**REQUIREMENT:** The result should be every line in the data below that carries the string "Hash".

**SUPPLIED MATERIAL:**
-------
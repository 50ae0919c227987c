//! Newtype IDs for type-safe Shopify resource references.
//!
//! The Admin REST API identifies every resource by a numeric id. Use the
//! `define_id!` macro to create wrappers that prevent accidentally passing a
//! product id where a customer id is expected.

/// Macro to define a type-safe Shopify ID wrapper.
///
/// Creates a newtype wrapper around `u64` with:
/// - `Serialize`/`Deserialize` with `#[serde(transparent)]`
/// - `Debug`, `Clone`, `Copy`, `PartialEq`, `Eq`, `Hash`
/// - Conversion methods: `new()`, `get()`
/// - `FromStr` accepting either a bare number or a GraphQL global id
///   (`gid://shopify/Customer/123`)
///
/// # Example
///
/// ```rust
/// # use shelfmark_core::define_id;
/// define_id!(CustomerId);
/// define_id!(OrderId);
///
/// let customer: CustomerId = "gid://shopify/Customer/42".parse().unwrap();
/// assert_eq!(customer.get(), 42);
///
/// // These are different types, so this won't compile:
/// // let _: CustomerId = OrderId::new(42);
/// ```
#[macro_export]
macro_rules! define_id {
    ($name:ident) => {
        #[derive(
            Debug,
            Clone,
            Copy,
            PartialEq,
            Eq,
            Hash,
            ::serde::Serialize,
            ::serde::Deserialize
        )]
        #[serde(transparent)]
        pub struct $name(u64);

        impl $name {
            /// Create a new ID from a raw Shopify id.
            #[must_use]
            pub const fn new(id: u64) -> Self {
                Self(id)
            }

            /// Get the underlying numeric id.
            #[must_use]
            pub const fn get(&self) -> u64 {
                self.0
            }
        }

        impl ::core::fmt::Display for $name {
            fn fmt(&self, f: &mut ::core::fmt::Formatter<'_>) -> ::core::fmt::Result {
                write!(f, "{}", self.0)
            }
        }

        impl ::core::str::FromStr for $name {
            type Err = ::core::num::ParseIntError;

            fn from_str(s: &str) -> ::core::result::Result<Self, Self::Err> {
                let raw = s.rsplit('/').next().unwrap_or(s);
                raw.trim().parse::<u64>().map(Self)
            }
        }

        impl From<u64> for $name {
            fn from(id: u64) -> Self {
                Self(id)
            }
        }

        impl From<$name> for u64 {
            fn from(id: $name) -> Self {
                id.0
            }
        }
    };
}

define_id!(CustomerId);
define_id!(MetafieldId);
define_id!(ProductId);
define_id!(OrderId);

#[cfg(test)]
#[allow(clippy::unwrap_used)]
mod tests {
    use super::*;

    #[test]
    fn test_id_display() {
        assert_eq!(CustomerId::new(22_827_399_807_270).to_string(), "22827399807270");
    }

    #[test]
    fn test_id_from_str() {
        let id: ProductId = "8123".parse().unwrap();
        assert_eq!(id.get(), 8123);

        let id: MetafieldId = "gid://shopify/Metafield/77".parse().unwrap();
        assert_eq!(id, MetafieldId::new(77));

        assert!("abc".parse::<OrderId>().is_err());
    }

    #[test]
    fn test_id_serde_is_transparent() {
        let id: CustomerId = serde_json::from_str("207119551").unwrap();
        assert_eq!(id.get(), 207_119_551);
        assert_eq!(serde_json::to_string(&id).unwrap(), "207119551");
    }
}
-------
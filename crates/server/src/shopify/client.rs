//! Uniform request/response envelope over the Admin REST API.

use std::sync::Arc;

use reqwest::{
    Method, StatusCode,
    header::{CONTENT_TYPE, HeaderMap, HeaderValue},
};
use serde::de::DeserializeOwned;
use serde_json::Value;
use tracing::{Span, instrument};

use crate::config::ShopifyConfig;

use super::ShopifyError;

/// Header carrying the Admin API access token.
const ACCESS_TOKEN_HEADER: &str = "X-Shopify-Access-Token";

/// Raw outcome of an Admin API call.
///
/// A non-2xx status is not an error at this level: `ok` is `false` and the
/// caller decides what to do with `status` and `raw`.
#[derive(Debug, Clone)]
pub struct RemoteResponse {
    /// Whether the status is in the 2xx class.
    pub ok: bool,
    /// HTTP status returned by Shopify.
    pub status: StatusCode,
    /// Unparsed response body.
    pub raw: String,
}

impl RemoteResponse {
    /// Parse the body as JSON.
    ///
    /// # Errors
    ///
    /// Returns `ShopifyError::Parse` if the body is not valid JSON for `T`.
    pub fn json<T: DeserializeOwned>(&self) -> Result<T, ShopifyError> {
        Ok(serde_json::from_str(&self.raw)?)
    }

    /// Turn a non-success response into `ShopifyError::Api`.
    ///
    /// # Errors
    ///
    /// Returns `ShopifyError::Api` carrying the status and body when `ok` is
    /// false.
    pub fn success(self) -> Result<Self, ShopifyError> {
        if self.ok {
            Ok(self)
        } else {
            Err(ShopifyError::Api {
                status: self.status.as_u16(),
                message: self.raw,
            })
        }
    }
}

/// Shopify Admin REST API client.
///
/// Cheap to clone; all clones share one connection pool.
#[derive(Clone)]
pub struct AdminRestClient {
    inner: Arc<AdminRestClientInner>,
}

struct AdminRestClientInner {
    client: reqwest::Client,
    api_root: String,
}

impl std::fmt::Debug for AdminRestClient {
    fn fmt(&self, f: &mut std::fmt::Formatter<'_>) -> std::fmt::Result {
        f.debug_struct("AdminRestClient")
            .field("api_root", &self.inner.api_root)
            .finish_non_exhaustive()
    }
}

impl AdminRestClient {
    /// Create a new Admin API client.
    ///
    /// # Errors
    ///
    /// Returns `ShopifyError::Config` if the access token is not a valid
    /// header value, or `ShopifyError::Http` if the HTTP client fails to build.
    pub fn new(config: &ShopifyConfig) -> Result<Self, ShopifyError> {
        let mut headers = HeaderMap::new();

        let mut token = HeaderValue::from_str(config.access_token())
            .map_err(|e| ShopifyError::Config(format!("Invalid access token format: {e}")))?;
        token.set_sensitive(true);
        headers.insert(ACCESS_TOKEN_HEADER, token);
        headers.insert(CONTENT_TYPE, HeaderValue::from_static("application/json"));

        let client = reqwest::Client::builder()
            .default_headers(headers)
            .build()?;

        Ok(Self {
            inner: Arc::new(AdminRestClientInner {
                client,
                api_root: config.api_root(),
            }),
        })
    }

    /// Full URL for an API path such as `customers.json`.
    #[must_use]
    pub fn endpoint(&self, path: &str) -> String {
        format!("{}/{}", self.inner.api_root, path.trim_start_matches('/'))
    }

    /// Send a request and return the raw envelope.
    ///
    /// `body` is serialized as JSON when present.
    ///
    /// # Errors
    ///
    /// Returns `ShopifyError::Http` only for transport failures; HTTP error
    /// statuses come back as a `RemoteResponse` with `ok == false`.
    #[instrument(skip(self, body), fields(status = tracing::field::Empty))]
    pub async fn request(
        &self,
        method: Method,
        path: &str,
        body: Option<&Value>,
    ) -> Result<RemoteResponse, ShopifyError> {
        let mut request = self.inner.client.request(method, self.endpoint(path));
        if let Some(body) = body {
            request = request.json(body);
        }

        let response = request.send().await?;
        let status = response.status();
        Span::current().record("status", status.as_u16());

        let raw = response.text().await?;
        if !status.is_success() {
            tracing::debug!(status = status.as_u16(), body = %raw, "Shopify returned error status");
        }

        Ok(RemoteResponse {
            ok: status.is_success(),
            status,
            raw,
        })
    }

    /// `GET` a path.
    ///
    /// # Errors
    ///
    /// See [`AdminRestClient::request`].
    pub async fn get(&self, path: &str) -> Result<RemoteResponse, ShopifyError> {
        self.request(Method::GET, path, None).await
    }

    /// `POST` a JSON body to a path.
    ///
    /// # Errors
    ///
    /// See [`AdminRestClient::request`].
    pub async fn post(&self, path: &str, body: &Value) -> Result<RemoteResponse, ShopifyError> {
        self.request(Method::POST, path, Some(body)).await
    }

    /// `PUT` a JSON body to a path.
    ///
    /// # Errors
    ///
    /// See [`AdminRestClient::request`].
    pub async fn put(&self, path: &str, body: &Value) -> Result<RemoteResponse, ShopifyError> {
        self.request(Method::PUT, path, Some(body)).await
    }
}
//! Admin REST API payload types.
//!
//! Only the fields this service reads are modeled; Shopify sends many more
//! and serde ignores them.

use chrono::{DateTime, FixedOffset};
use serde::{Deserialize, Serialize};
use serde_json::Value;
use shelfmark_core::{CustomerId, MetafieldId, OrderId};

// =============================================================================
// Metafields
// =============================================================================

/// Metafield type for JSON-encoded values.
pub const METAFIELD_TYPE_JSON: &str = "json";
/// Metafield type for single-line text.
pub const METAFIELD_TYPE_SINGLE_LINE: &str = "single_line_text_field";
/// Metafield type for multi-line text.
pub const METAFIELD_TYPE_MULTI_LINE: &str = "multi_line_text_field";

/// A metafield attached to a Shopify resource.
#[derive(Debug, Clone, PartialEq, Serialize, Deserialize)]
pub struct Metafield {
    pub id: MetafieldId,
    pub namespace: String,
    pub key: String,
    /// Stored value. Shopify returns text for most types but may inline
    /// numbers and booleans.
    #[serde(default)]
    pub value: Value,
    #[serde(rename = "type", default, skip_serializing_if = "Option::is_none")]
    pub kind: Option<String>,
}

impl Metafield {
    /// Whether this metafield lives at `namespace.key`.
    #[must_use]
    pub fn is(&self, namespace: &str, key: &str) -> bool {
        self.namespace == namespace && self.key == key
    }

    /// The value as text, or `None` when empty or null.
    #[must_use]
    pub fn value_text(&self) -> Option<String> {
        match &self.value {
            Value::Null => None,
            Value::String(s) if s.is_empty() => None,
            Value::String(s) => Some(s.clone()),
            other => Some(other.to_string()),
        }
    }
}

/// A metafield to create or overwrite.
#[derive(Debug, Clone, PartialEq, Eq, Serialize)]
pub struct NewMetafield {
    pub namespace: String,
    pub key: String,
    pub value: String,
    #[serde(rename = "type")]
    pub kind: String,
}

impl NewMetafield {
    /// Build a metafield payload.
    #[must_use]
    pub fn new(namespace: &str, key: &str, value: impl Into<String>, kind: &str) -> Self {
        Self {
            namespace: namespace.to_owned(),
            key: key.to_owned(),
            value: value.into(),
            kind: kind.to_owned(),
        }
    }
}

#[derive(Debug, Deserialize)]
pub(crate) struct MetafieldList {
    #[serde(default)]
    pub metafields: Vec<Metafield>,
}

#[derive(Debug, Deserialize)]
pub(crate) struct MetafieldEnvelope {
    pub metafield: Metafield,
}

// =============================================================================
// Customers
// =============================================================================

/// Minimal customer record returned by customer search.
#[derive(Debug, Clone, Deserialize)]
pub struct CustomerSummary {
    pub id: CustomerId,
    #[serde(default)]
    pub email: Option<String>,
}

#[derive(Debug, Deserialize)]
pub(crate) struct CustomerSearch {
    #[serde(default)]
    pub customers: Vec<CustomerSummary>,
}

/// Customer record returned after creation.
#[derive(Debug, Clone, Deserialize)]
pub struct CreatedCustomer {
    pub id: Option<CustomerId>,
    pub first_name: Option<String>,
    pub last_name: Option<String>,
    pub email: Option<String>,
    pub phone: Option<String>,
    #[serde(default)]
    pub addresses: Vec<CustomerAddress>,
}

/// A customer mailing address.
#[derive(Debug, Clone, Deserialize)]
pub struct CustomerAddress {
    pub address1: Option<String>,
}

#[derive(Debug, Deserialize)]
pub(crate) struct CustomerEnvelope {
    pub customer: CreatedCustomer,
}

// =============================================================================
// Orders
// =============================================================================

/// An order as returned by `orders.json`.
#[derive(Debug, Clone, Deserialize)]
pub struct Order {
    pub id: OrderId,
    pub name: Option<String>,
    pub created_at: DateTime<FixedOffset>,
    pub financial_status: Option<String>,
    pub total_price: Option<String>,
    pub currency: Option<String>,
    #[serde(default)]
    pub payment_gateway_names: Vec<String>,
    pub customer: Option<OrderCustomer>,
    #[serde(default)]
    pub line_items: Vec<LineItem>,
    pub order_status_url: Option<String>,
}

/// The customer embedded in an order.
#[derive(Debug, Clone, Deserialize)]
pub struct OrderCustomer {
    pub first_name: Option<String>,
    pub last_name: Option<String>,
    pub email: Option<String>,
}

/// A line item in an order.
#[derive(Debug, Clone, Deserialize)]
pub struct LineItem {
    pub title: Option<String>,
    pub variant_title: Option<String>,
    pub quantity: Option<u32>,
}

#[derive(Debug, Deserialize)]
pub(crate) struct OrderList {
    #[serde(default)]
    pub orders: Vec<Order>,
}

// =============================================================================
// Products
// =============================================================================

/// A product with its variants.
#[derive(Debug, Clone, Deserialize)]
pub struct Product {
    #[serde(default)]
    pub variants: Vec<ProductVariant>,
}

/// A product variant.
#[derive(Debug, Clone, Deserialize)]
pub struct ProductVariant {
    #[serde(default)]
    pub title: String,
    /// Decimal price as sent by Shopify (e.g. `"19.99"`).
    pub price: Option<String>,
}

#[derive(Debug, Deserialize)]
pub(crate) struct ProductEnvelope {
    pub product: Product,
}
-------
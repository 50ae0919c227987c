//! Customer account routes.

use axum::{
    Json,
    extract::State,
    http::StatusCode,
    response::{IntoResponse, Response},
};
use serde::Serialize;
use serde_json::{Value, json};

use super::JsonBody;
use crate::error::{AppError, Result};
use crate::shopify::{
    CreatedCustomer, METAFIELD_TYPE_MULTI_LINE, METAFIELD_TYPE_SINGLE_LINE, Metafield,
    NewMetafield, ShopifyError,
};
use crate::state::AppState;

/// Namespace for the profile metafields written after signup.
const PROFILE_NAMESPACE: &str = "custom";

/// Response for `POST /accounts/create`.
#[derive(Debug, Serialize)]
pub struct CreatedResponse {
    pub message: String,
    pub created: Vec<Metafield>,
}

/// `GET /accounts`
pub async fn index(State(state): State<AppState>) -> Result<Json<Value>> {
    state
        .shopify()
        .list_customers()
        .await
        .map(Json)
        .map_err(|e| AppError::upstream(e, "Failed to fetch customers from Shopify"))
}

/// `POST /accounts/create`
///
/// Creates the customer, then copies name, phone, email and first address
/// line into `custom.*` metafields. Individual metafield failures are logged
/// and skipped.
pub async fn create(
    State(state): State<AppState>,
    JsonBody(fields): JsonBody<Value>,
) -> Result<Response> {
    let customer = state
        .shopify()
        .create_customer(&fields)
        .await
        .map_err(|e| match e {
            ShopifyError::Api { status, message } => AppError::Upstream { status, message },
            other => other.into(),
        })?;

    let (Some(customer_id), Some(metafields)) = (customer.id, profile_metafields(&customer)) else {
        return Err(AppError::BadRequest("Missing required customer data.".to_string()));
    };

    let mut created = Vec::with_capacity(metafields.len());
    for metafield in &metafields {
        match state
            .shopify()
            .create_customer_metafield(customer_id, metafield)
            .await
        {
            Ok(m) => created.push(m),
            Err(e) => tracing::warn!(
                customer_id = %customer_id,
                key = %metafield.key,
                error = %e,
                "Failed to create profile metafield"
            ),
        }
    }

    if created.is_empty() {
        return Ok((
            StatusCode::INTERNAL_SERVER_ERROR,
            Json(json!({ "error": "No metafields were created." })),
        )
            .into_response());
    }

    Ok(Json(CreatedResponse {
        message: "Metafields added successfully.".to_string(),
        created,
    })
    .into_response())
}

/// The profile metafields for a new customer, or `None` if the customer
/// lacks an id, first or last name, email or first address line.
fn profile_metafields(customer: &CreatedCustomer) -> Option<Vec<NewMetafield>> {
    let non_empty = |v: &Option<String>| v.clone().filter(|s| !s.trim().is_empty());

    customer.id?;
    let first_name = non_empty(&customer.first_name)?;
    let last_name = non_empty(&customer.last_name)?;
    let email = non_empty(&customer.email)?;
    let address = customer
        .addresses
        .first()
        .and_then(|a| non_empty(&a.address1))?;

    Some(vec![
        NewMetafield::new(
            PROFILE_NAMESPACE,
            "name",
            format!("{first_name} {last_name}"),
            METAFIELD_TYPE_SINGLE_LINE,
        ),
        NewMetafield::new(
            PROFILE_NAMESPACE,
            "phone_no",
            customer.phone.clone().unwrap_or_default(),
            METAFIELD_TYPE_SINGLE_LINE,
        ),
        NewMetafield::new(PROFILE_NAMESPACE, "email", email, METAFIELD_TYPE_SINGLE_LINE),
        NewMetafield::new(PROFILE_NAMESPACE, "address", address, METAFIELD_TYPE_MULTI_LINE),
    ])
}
-------
**REPLY:**
/// - `Debug`, `Clone`, `Copy`, `PartialEq`, `Eq`, `Hash`
            Hash,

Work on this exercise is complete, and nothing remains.